Use the same learning rate , It is difficult to get good results in two dimensions when optimizing , So different parameters need different learning rates .
1.1.2、 Adjust the proportion of learning rate
Original parameter iteration method :
θ i t + 1 = θ i t − η g i t \theta_{i}^{t+1}= \theta _{i}^{t}- {\eta}g_{i}^{t} θit+1=θit−ηgit
Adopt the learning rate adjustment method :
θ i t + 1 = θ i t − η σ i t g i t \theta_{i}^{t+1}= \theta _{i}^{t}- \frac{\eta}{\sigma _{i}^{t}}g_{i}^{t} θit+1=θit−σitηgit
Introduce parameters σ i t \sigma _{i}^{t} σit Adjust the learning rate , There are three calculation methods :
1.1.3、Root Mean Square( Root mean square )
σ i t = 1 t + 1 ∑ i = 0 t ( g i t ) 2 \sigma ^ { t } _ { i } = \sqrt { \frac {1} { t +1 } \sum _ { i = 0 } ^ { t} ( g _ { i } ^{t}) ^ { 2 } } σit=t+11i=0∑t(git)2
The root mean square algorithm takes into account all the values of the gradient calculated by the former , Root mean square . Make the calculation of learning rate in this step , Considering the gradient change of the former , Make this step gradient learn the previous change trend .
Adagrad The algorithm adopts this calculation method .
use RMS The optimization effect :
Where the gradient changes greatly , The learning rate changes little , Gradually move ; Dimensions with small gradient changes , The learning rate changes rapidly , There will be a shock , Gradually approaching the best .
1.2、 The gradient in the same direction changes greatly

1.2.1、RMSProp Method
For some other loss, Nonconvex function type , The gradient changes little in a range , But in another range, the gradient changes greatly ; use RMS Method , The learning rate changes slowly , Adopt new methods , Improve the learning rate and change rate . among 0<𝛼<1
σ i t = α ( σ i t − 1 ) 2 + ( 1 − α ) ( g i t ) 2 \sigma_{i}^{t}= \sqrt{\alpha(\sigma _{i}^{t-1})^{2}+(1- \alpha)(g_{i}^{t})^{2}} σit=α(σit−1)2+(1−α)(git)2
RMSProp In the method , For learning rate , The recent gradient has greater influence , The gradient in the past has little effect .
1.2.2、Adam: RMSProp + Momentum

1.3、 Directly adjust the learning rate
In addition to adjusting the proportion of learning rate σ i t \sigma_i^t σit, You can also directly modify the learning rate η t \eta^t ηt, For different times ( Training epoch), Directly modify the learning rate ( Equivalent to macro-control )
θ i t + 1 = θ i t − η t σ i t g i t \theta_{i}^{t+1}= \theta _{i}^{t}- \frac{\eta^t}{\sigma _{i}^{t}}g_{i}^{t} θit+1=θit−σitηtgit
- Learning Rate Decay( Learning rate decline )
With training , Closer to the destination , So gradually reduce the learning rate . - Warm Up( Cosine annealing )

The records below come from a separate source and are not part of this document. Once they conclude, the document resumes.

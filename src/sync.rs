use crate::{metrics::WalletMetrics, node::NodeClient, transaction::NATIVE_TOKEN, wallet::Wallet};
use std::sync::Arc;
use tokio::{sync::{broadcast::Receiver, Mutex}, task::{self, JoinHandle}, time::{interval, Duration, MissedTickBehavior}};
use tracing::{debug, error, info, warn};

fn record<N: NodeClient>(metrics: &WalletMetrics, wallet: &Wallet<N>) {
    metrics.local_height.set(wallet.local_height() as i64);
    metrics.owned_outputs.set(wallet.state().transfers.len() as i64);
    let units = wallet.state().total_balance(&NATIVE_TOKEN);
    metrics.balance.set(i64::try_from(units).unwrap_or(i64::MAX));
}

/// Runs the refresh loop for one account until shutdown or a fatal error.
/// Transient node errors are logged and retried on the next tick.
pub fn spawn<N: NodeClient + 'static>(
    wallet: Arc<Mutex<Wallet<N>>>,
    metrics: WalletMetrics,
    period: Duration,
    mut shutdown_rx: Receiver<()>,
) -> JoinHandle<()> {
    task::spawn(async move {
        let mut ticker = interval(period);
        ticker.set_missed_tick_behavior(MissedTickBehavior::Delay);
        loop {
            tokio::select! {
                _ = shutdown_rx.recv() => {
                    info!("🛑 Refresh task received shutdown signal");
                    break;
                }

                _ = ticker.tick() => {
                    let mut w = wallet.lock().await;
                    match w.refresh_once().await {
                        Ok(report) => {
                            metrics.remote_height.set(report.remote_height as i64);
                            metrics.recognized.inc_by(report.found);
                            record(&metrics, &w);
                            if report.blocks > 0 {
                                debug!(
                                    blocks = report.blocks,
                                    found = report.found,
                                    spent = report.spent,
                                    height = w.local_height(),
                                    "refresh pass done"
                                );
                            }
                        }
                        Err(e) if e.is_fatal() => {
                            error!(code = e.code(), "refresh stopped: {e}");
                            break;
                        }
                        Err(e) => warn!(code = e.code(), "refresh failed, retrying: {e}"),
                    }
                }
            }
        }
    })
}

Learning first increases and then decreases ;
In the first place , Calculation statistics σ i t \sigma _{i}^{t} σit With large variance , That is, the statistics are unstable , At this time, the learning rate is relatively high , In the exploratory stage ; When after a while , Learning is relatively stable , The learning rate is lower .
1.4、 summary

θ i t + 1 = θ i t − η t σ i t m i t \theta_{i}^{t+1}= \theta _{i}^{t}- \frac{\eta ^{t}}{\sigma _{i}^{t}}m_{i}^{t} θit+1=θit−σitηtmit
Adjust the learning rate in three ways ( Macroscopic ):
- adjustment σ i t \sigma _{i}^{t} σit: Adjust parameter dependencies , Consider the past learning rate , The vector η \eta η Fine tuning ;
- adjustment η \eta η: Directly adjust the learning rate η t \eta^t ηt, According to training experience , Direct macro-control of learning rate ;
- adjustment m i t m_{i}^{t} mit: Quote momentum m i t m_{i}^{t} mit, Consider the impact of past learning rates , Including direction and value , Help jump out local
minima.
2、 classification
2.1、 Definition
Classification is a method for input data , Output a type of result in a given type ;
2.2、 Network structure

For classified networks , For the same set of data , Perform multiple calculations , Get the same number of outputs as the number of categories , Compare the output results , Finally confirm the classification results .
Different from the regression algorithm , The classification algorithm needs to output results y y y Conduct Softmax Handle , Get the activation value y ′ y^\prime y′.
use Softmax Algorithm , Data can be mapped to 0-1.
2.3、 Loss function
The total loss function of the model is the average of each single data loss function , Loss function calculation includes mean square error and cross entropy function .
- Mean square error Mean Square Error (MSE)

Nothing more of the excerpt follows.